● TO DO
The answer should consist of every line in the material below that has the word "trait".

● RECORDS PROVIDED

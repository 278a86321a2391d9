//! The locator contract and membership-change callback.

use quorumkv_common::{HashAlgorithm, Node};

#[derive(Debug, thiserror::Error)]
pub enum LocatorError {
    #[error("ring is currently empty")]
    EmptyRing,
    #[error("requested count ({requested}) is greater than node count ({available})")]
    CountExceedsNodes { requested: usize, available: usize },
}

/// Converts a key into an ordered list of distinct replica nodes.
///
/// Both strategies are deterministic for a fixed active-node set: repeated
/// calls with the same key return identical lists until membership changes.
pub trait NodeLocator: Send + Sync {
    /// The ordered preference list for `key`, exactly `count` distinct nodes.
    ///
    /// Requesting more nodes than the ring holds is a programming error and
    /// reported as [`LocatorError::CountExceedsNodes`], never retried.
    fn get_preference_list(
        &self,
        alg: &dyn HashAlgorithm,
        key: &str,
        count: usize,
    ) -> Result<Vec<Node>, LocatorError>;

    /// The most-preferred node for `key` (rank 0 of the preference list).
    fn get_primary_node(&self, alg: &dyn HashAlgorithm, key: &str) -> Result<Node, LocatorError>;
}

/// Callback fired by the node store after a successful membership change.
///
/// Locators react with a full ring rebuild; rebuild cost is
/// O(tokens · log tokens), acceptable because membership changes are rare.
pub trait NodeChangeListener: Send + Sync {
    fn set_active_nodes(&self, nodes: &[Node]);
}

* * *

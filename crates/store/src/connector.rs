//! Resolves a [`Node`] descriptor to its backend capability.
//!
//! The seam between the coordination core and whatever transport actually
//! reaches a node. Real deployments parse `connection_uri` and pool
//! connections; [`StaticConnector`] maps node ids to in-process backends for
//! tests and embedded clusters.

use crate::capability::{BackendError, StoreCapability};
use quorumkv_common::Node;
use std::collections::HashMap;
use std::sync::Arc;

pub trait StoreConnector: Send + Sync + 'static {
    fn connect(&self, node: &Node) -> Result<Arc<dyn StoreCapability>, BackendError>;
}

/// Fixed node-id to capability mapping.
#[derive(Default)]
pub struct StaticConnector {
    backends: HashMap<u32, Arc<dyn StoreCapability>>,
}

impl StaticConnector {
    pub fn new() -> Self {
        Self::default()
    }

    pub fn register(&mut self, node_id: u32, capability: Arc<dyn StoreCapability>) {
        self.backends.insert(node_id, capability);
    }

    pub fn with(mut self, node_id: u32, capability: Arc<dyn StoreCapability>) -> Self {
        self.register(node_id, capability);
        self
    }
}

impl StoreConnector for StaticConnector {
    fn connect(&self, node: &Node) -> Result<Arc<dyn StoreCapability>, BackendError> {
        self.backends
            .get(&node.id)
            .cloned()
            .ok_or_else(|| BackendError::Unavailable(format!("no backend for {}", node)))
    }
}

● OUTPUT OF THE TASK
pub trait NodeLocator: Send + Sync {
pub trait NodeChangeListener: Send + Sync {
pub trait StoreConnector: Send + Sync + 'static {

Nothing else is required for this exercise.